The job description doesn’t include “mother hen skills mandatory.” But choreographers--the dance world’s equivalent of a playwright and a director--know that mothering can go right along with creating a work’s concept and steps, coming up with the appropriate music, helping to design sets and costumes, and showing dancers the previously untried moves.

As McKayle told the waif with a smile, “Everyone has a crisis.”

McKayle is a Laguna Beach resident whose credits include “Sophisticated Ladies,” the Broadway musical for which he won one of his five Tony nominations, and such American modern-dance classics as “Games,” his 1951 depiction of inner-city strife.

The “Gumbo” project has meant time away from his dance classes and rehearsals at UCI, where he is creating another new piece, this one with 22 students. But the opportunity wasn’t to be sniffed at.

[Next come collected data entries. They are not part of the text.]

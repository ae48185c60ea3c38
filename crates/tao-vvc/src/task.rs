//! 调度任务与优先级.
//!
//! 每个任务属于一个流水线阶段, 对应网格中的一个 CTU, 或一次按行/按列扫描的起点.
//! 阶段以和类型表示, 就绪判定与执行都通过模式匹配分发.

use std::fmt;
use std::str::FromStr;
use std::sync::Arc;

use tao_core::{CtuPos, TaoError};

use crate::context::FrameContext;
use crate::decoder::CtuDecoder;
use crate::grid::StageSet;

/// 流水线阶段, 声明顺序即流水线顺序
#[derive(Debug, Clone, Copy, PartialEq, Eq, PartialOrd, Ord, Hash)]
pub enum TaskStage {
    /// 熵解码
    Parse,
    /// 帧间预测
    Inter,
    /// 重建
    Recon,
    /// 亮度映射与色度缩放
    Lmcs,
    /// 垂直边去块
    DeblockV,
    /// 水平边去块
    DeblockH,
    /// 样点自适应偏移
    Sao,
    /// 自适应环路滤波
    Alf,
}

impl TaskStage {
    /// 阶段数
    pub const COUNT: usize = 8;

    /// 按流水线顺序排列的全部阶段
    pub const ALL: [TaskStage; Self::COUNT] = [
        Self::Parse,
        Self::Inter,
        Self::Recon,
        Self::Lmcs,
        Self::DeblockV,
        Self::DeblockH,
        Self::Sao,
        Self::Alf,
    ];

    /// 流水线中的序号
    pub fn index(self) -> usize {
        self as usize
    }

    /// 在网格位集中对应的位
    pub fn bit(self) -> StageSet {
        match self {
            Self::Parse => StageSet::PARSE,
            Self::Inter => StageSet::INTER,
            Self::Recon => StageSet::RECON,
            Self::Lmcs => StageSet::LMCS,
            Self::DeblockV => StageSet::DEBLOCK_V,
            Self::DeblockH => StageSet::DEBLOCK_H,
            Self::Sao => StageSet::SAO,
            Self::Alf => StageSet::ALF,
        }
    }

    /// 阶段名称
    pub fn name(self) -> &'static str {
        match self {
            Self::Parse => "parse",
            Self::Inter => "inter",
            Self::Recon => "recon",
            Self::Lmcs => "lmcs",
            Self::DeblockV => "deblock_v",
            Self::DeblockH => "deblock_h",
            Self::Sao => "sao",
            Self::Alf => "alf",
        }
    }
}

impl fmt::Display for TaskStage {
    fn fmt(&self, f: &mut fmt::Formatter<'_>) -> fmt::Result {
        f.write_str(self.name())
    }
}

impl FromStr for TaskStage {
    type Err = TaoError;

    fn from_str(s: &str) -> Result<Self, Self::Err> {
        Self::ALL
            .into_iter()
            .find(|stage| stage.name().eq_ignore_ascii_case(s))
            .ok_or_else(|| TaoError::InvalidArgument(format!("未知的流水线阶段: {s}")))
    }
}

/// 解析游标: 一个入口点内尚未解析的 CTU 区间
///
/// `next` 与 `end` 是 slice 内 CTU 列表的下标.
#[derive(Debug, Clone)]
pub struct ParseCursor<S> {
    pub slice: usize,
    pub entry_point: usize,
    pub next: usize,
    pub end: usize,
    /// 熵解码状态, 入口点的第一个 CTU 解析前为空
    pub state: Option<S>,
}

/// 任务负载, 每个阶段一个变体
///
/// 扫描类任务 (`Recon`, `DeblockV`, `Sao` 按行, `DeblockH` 按列) 的坐标是当前扫描位置,
/// 被未就绪的格子截断时以新的坐标重新提交.
#[derive(Debug, Clone)]
pub enum TaskKind<S> {
    Parse(ParseCursor<S>),
    Inter(CtuPos),
    Recon(CtuPos),
    Lmcs(CtuPos),
    DeblockV(CtuPos),
    DeblockH(CtuPos),
    Sao(CtuPos),
    Alf(CtuPos),
}

impl<S> TaskKind<S> {
    pub fn stage(&self) -> TaskStage {
        match self {
            Self::Parse(_) => TaskStage::Parse,
            Self::Inter(_) => TaskStage::Inter,
            Self::Recon(_) => TaskStage::Recon,
            Self::Lmcs(_) => TaskStage::Lmcs,
            Self::DeblockV(_) => TaskStage::DeblockV,
            Self::DeblockH(_) => TaskStage::DeblockH,
            Self::Sao(_) => TaskStage::Sao,
            Self::Alf(_) => TaskStage::Alf,
        }
    }
}

/// 可调度的 VVC 任务
pub struct VvcTask<D: CtuDecoder> {
    pub(crate) frame: Arc<FrameContext<D>>,
    pub(crate) kind: TaskKind<D::EntropyState>,
}

impl<D: CtuDecoder> VvcTask<D> {
    pub(crate) fn new(frame: Arc<FrameContext<D>>, kind: TaskKind<D::EntropyState>) -> Self {
        Self { frame, kind }
    }

    /// 任务阶段
    pub fn stage(&self) -> TaskStage {
        self.kind.stage()
    }

    /// 所属帧的解码顺序
    pub fn decode_order(&self) -> u64 {
        self.frame.decode_order()
    }

    /// 任务当前对应的 CTU
    pub fn pos(&self) -> CtuPos {
        match &self.kind {
            TaskKind::Parse(cursor) => self.frame.layout().slices[cursor.slice].ctus[cursor.next],
            TaskKind::Inter(pos)
            | TaskKind::Recon(pos)
            | TaskKind::Lmcs(pos)
            | TaskKind::DeblockV(pos)
            | TaskKind::DeblockH(pos)
            | TaskKind::Sao(pos)
            | TaskKind::Alf(pos) => *pos,
        }
    }

    /// 就绪判定
    ///
    /// 帧被中止后所有判定直接返回 true, 让排队中的任务尽快排空.
    pub fn is_ready(&self) -> bool {
        let frame = &*self.frame;
        if frame.thread().is_aborted() {
            return true;
        }
        let grid = frame.grid();
        match &self.kind {
            TaskKind::Parse(cursor) => frame.parse_ready(self.pos(), cursor.slice),
            TaskKind::Inter(_) => true,
            TaskKind::Recon(pos) => grid.recon_ready(*pos),
            TaskKind::Lmcs(pos) => grid.lmcs_ready(*pos),
            TaskKind::DeblockV(pos) => grid.deblock_v_ready(*pos),
            TaskKind::DeblockH(pos) => grid.deblock_h_ready(*pos),
            TaskKind::Sao(pos) => grid.sao_ready(*pos),
            // 只在依赖已满足的位置由 SAO 阶段提交
            TaskKind::Alf(_) => true,
        }
    }

    /// 排序键: 解码顺序, 是否非解析任务, 行, 列, 流水线阶段
    ///
    /// 同一帧内解析任务排在所有非解析任务之前, 解析任务之间按行、列排序.
    fn priority_key(&self) -> (u64, bool, i32, i32, TaskStage) {
        let pos = self.pos();
        let stage = self.stage();
        (self.decode_order(), stage != TaskStage::Parse, pos.y, pos.x, stage)
    }
}

impl<D: CtuDecoder> fmt::Debug for VvcTask<D> {
    fn fmt(&self, f: &mut fmt::Formatter<'_>) -> fmt::Result {
        f.debug_struct("VvcTask")
            .field("decode_order", &self.decode_order())
            .field("stage", &self.stage())
            .field("pos", &self.pos())
            .finish()
    }
}

/// `a` 的优先级是否严格高于 `b`
///
/// 较早的帧总是优先. 同一帧内解析任务先于其他阶段; 其余任务按行、列升序,
/// 同一格子上较早的流水线阶段优先.
pub fn priority_higher<D: CtuDecoder>(a: &VvcTask<D>, b: &VvcTask<D>) -> bool {
    a.priority_key() < b.priority_key()
}

#[cfg(test)]
mod tests {
    use super::*;
    use crate::layout::PictureLayout;
    use crate::test_support::NullDecoder;

    fn frame(order: u64) -> Arc<FrameContext<NullDecoder>> {
        let layout = PictureLayout::single_slice(256, 256, 6, false);
        let map = layout.slice_map().expect("布局应合法");
        Arc::new(FrameContext::new(order, layout, map, (), Vec::new()))
    }

    /// 游标指向光栅序第 `next` 个 CTU 的解析任务
    fn parse_at(frame: &Arc<FrameContext<NullDecoder>>, next: usize) -> VvcTask<NullDecoder> {
        let cursor = ParseCursor {
            slice: 0,
            entry_point: 0,
            next,
            end: 16,
            state: None,
        };
        VvcTask::new(Arc::clone(frame), TaskKind::Parse(cursor))
    }

    fn task(frame: &Arc<FrameContext<NullDecoder>>, kind: TaskKind<()>) -> VvcTask<NullDecoder> {
        VvcTask::new(Arc::clone(frame), kind)
    }

    #[test]
    fn test_stage_order_and_bits() {
        let bits: Vec<u8> = TaskStage::ALL.iter().map(|s| s.bit().bits()).collect();
        assert_eq!(bits, vec![1, 2, 4, 8, 16, 32, 64, 128]);
        assert!(TaskStage::Parse < TaskStage::Alf);
        for (i, stage) in TaskStage::ALL.iter().enumerate() {
            assert_eq!(stage.index(), i);
        }
    }

    #[test]
    fn test_stage_from_str() {
        assert_eq!("sao".parse::<TaskStage>(), Ok(TaskStage::Sao));
        assert_eq!("DEBLOCK_V".parse::<TaskStage>(), Ok(TaskStage::DeblockV));
        assert!("bogus".parse::<TaskStage>().is_err());
        assert_eq!(TaskStage::DeblockH.to_string(), "deblock_h");
    }

    #[test]
    fn test_task_kind_stage() {
        let kind: TaskKind<()> = TaskKind::Sao(CtuPos::new(1, 1));
        assert_eq!(kind.stage(), TaskStage::Sao);
        let parse: TaskKind<()> = TaskKind::Parse(ParseCursor {
            slice: 0,
            entry_point: 0,
            next: 0,
            end: 4,
            state: None,
        });
        assert_eq!(parse.stage(), TaskStage::Parse);
    }

    #[test]
    fn test_priority_parse_before_filters_in_same_frame() {
        let frame = frame(0);
        let parse = parse_at(&frame, 12);
        assert_eq!(parse.pos(), CtuPos::new(0, 3));
        let sao = task(&frame, TaskKind::Sao(CtuPos::new(3, 0)));
        assert!(priority_higher(&parse, &sao), "同一帧内解析任务应先于 SAO");
        assert!(!priority_higher(&sao, &parse));

        let inter = task(&frame, TaskKind::Inter(CtuPos::new(0, 0)));
        assert!(priority_higher(&parse, &inter));
    }

    #[test]
    fn test_priority_parse_ordered_by_row_then_column() {
        let frame = frame(0);
        let upper_right = parse_at(&frame, 3);
        let lower_left = parse_at(&frame, 4);
        assert!(priority_higher(&upper_right, &lower_left));
        assert!(!priority_higher(&lower_left, &upper_right));
        let same = parse_at(&frame, 3);
        assert!(!priority_higher(&upper_right, &same), "相同任务不应严格更高");
    }

    #[test]
    fn test_priority_non_parse_by_position_then_stage() {
        let frame = frame(0);
        let sao = task(&frame, TaskKind::Sao(CtuPos::new(3, 0)));
        let recon = task(&frame, TaskKind::Recon(CtuPos::new(0, 1)));
        assert!(priority_higher(&sao, &recon), "较早的行优先");

        let left = task(&frame, TaskKind::Alf(CtuPos::new(1, 2)));
        let right = task(&frame, TaskKind::Lmcs(CtuPos::new(2, 2)));
        assert!(priority_higher(&left, &right), "同一行较小的列优先");

        let deblock = task(&frame, TaskKind::DeblockV(CtuPos::new(2, 2)));
        let alf = task(&frame, TaskKind::Alf(CtuPos::new(2, 2)));
        assert!(priority_higher(&deblock, &alf), "同一格子较早的阶段优先");
        assert!(!priority_higher(&alf, &deblock));
    }

    #[test]
    fn test_priority_earlier_frame_first() {
        let first = frame(0);
        let second = frame(1);
        let alf = task(&first, TaskKind::Alf(CtuPos::new(3, 3)));
        let parse = parse_at(&second, 0);
        assert!(priority_higher(&alf, &parse), "较早的帧总是优先");
        assert!(!priority_higher(&parse, &alf));
    }
}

The offer had come via San Francisco Ballet’s artistic director, Helgi Tomasson, who had been asked to take part in the Kennedy Center Ballet Commissioning Project, a farsighted effort to spawn new choreography. Six regional American ballet companies had been chosen to produce a dance apiece, and each would have its world premiere at the center.

(A musicians strike last fall postponed “Gumbo Ya-Ya’s” premiere at the center until May; thus, tonight’s performance is being billed as a “preview.” The San Francisco Ballet, which last appeared in Southern California at the Orange County Performing Arts Center in 1991, has no plans to present the work locally.)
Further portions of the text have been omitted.